You can see you do get a little bit of fuzziness just straight outta the box. Laziness will match lazy, and the other way around. It doesn't matter what order you put these in. You could do it that way as well, and it will still come back as true. There are so many more operators. There's ands and ors and nots and weights and rankings and all kinds of stuff. We will save that for later. I do wanna show you one interesting idea. Now that we've learned about vectors and generated columns, I wanna show you an interesting idea for keeping your vectors up to date with the root text or the root document.

Here's a pretty basic table. We've got an ID up there, content as text, and search vector EN as a tsvector for English content. Interestingly we can do select to_tsvector, and you can pass in a different language here. We could say French, and oui. That's the only French word I know, and that will work just fine. By default, it is going to use the default text search config, which I think in many cases will be set to English. But if you want to specify it, you can of course pass in English there, which would likely mean you'd be saying yes. Now this is gonna come back into play. Here we go. Let's say that we've got content as text and a search vector E-N as a tsvector. That's a good start. However, these two things can get out of sync.
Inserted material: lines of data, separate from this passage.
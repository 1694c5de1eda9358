//! Application startup and lifecycle management.
//!
//! The store client is built once here and handed to every handler through
//! `AppState`; nothing is held in globals.

use axum::{
    http::{header, HeaderValue, Method},
    middleware::from_fn,
    routing::get,
    Router,
};
use service_core::error::AppError;
use service_core::middleware::{metrics_middleware, request_id_middleware, REQUEST_ID_HEADER};
use std::net::SocketAddr;
use std::sync::Arc;
use tokio::net::TcpListener;
use tokio::signal;
use tower_http::{cors::CorsLayer, trace::TraceLayer};

use crate::config::{BankConfig, CorsConfig, StoreBackend};
use crate::handlers;
use crate::services::{BankStore, InMemoryBankStore, MongoBankStore};

/// Shared application state.
#[derive(Clone)]
pub struct AppState {
    pub store: Arc<dyn BankStore>,
    pub config: BankConfig,
}

impl AppState {
    pub fn new(store: Arc<dyn BankStore>, config: BankConfig) -> Self {
        Self { store, config }
    }
}

/// Application container for managing server lifecycle.
pub struct Application {
    port: u16,
    listener: TcpListener,
    router: Router,
}

impl Application {
    /// Connect the configured store, then bind the listener.
    ///
    /// A store that cannot be reached within the connect timeout fails the
    /// build, so the process exits before serving anything.
    pub async fn build(config: BankConfig) -> Result<Self, AppError> {
        let store: Arc<dyn BankStore> = match config.store {
            StoreBackend::Mongodb => {
                Arc::new(MongoBankStore::connect(&config.mongodb, &config.service_name).await?)
            }
            StoreBackend::Memory => {
                tracing::warn!("Using in-memory bank store; records are lost on restart");
                Arc::new(InMemoryBankStore::new())
            }
        };

        Self::build_with_store(config, store).await
    }

    /// Bind the listener around an already constructed store.
    pub async fn build_with_store(
        config: BankConfig,
        store: Arc<dyn BankStore>,
    ) -> Result<Self, AppError> {
        // Port 0 = random port for testing
        let addr = SocketAddr::from(([0, 0, 0, 0], config.common.port));
        let listener = TcpListener::bind(addr).await.map_err(|e| {
            tracing::error!("Failed to bind HTTP listener to {}: {}", addr, e);
            AppError::from(e)
        })?;
        let port = listener.local_addr()?.port();

        let router = build_router(AppState::new(store, config))?;

        tracing::info!("Bank service: HTTP on port {}", port);

        Ok(Self {
            port,
            listener,
            router,
        })
    }

    /// Get the HTTP port the server is listening on.
    pub fn port(&self) -> u16 {
        self.port
    }

    /// Serve until SIGINT/SIGTERM.
    pub async fn run_until_stopped(self) -> Result<(), AppError> {
        axum::serve(self.listener, self.router)
            .with_graceful_shutdown(shutdown_signal())
            .await?;

        tracing::info!("Service shutdown complete");
        Ok(())
    }
}

/// Build the router with every route, middleware and the CORS policy.
pub fn build_router(state: AppState) -> Result<Router, AppError> {
    let cors = cors_layer(&state.config.cors)?;

    let router = Router::new()
        .route("/health", get(handlers::health_check))
        .route("/ready", get(handlers::readiness_check))
        .route("/metrics", get(handlers::metrics_endpoint))
        .route(
            "/bank",
            get(handlers::list_bank_details).post(handlers::create_bank_details),
        )
        .route(
            "/bank/:id",
            get(handlers::get_bank_details)
                .put(handlers::update_bank_details)
                .delete(handlers::delete_bank_details),
        )
        .fallback(handlers::route_not_found)
        .layer(from_fn(metrics_middleware))
        .layer(
            TraceLayer::new_for_http().make_span_with(|request: &axum::http::Request<_>| {
                let request_id = request
                    .headers()
                    .get(REQUEST_ID_HEADER)
                    .and_then(|value| value.to_str().ok())
                    .unwrap_or("-");

                tracing::info_span!(
                    "http_request",
                    request_id = %request_id,
                    method = %request.method(),
                    uri = %request.uri(),
                    version = ?request.version(),
                )
            }),
        )
        .layer(from_fn(request_id_middleware))
        .layer(cors)
        .with_state(state);

    Ok(router)
}

fn cors_layer(config: &CorsConfig) -> Result<CorsLayer, AppError> {
    let origins = config
        .allowed_origins
        .iter()
        .map(|o| {
            o.parse::<HeaderValue>().map_err(|e| {
                AppError::ConfigError(anyhow::anyhow!("Invalid CORS origin '{}': {}", o, e))
            })
        })
        .collect::<Result<Vec<HeaderValue>, AppError>>()?;

    Ok(CorsLayer::new()
        .allow_origin(origins)
        .allow_methods([
            Method::GET,
            Method::POST,
            Method::PUT,
            Method::DELETE,
            Method::OPTIONS,
        ])
        .allow_headers([header::ORIGIN, header::CONTENT_TYPE, header::AUTHORIZATION])
        .expose_headers([header::CONTENT_LENGTH])
        .allow_credentials(true)
        .max_age(config.max_age))
}

async fn shutdown_signal() {
    let ctrl_c = async {
        if let Err(e) = signal::ctrl_c().await {
            tracing::error!("Failed to install Ctrl+C handler: {}", e);
            std::future::pending::<()>().await;
        }
    };

    #[cfg(unix)]
    let terminate = async {
        match signal::unix::signal(signal::unix::SignalKind::terminate()) {
            Ok(mut sig) => {
                sig.recv().await;
            }
            Err(e) => {
                tracing::error!("Failed to install SIGTERM handler: {}", e);
                std::future::pending::<()>().await;
            }
        }
    };

    #[cfg(not(unix))]
    let terminate = std::future::pending::<()>();

    tokio::select! {
        _ = ctrl_c => {
            tracing::info!("Received SIGINT, shutting down");
        },
        _ = terminate => {
            tracing::info!("Received SIGTERM, shutting down");
        },
    }
}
They are discrete columns that could be updated independently. You could put a trigger on this table, but what did we just learn about that Aaron loves so much? You guessed it, generated columns. Let's say generated always as open parentheses stored because Postgres does not implement virtual. We have to do stored, which is fine. Generated always as to_tsvector, and then we're gonna pass in the content. Now watch this. Wah, wah, doesn't work. Generation, yeah, that's weird. Generation expression is not immutable. Remember when I said that these have to be, I didn't say they have to be immutable. I said they have to be deterministic. The values cannot change from run to run. Now why would this change?

Potentially, potentially you could change your default text search config. Instead we can just throw English in here, and it becomes immutable. Now that is a deterministic generated column. If we did insert into, insert into ts_example, just the content, we only need to insert the content now, values of, and we'll just put, lemme see, I'll just copy this quick brown fox. The quick brown fox jumps over the lazy dog. We'll input that again. And that looks good. We'll run that, and then select * from ts_example.

We have our vectorized version over here. We could say where search_vector_en @@ to_tsquery, and let's search for lazy again. There we go. If we did this again without lazy, we'll just say over the cat instead, and we were to search for lazy, we only get the first one back. If we search for cat, we only get the second one back. Like I said, we'll dive more into full text search as we get further along. I couldn't resist showing you another generated column, but now you understand the tsvector and the tsquery data types, and that will come back into play when we get to the full text search module.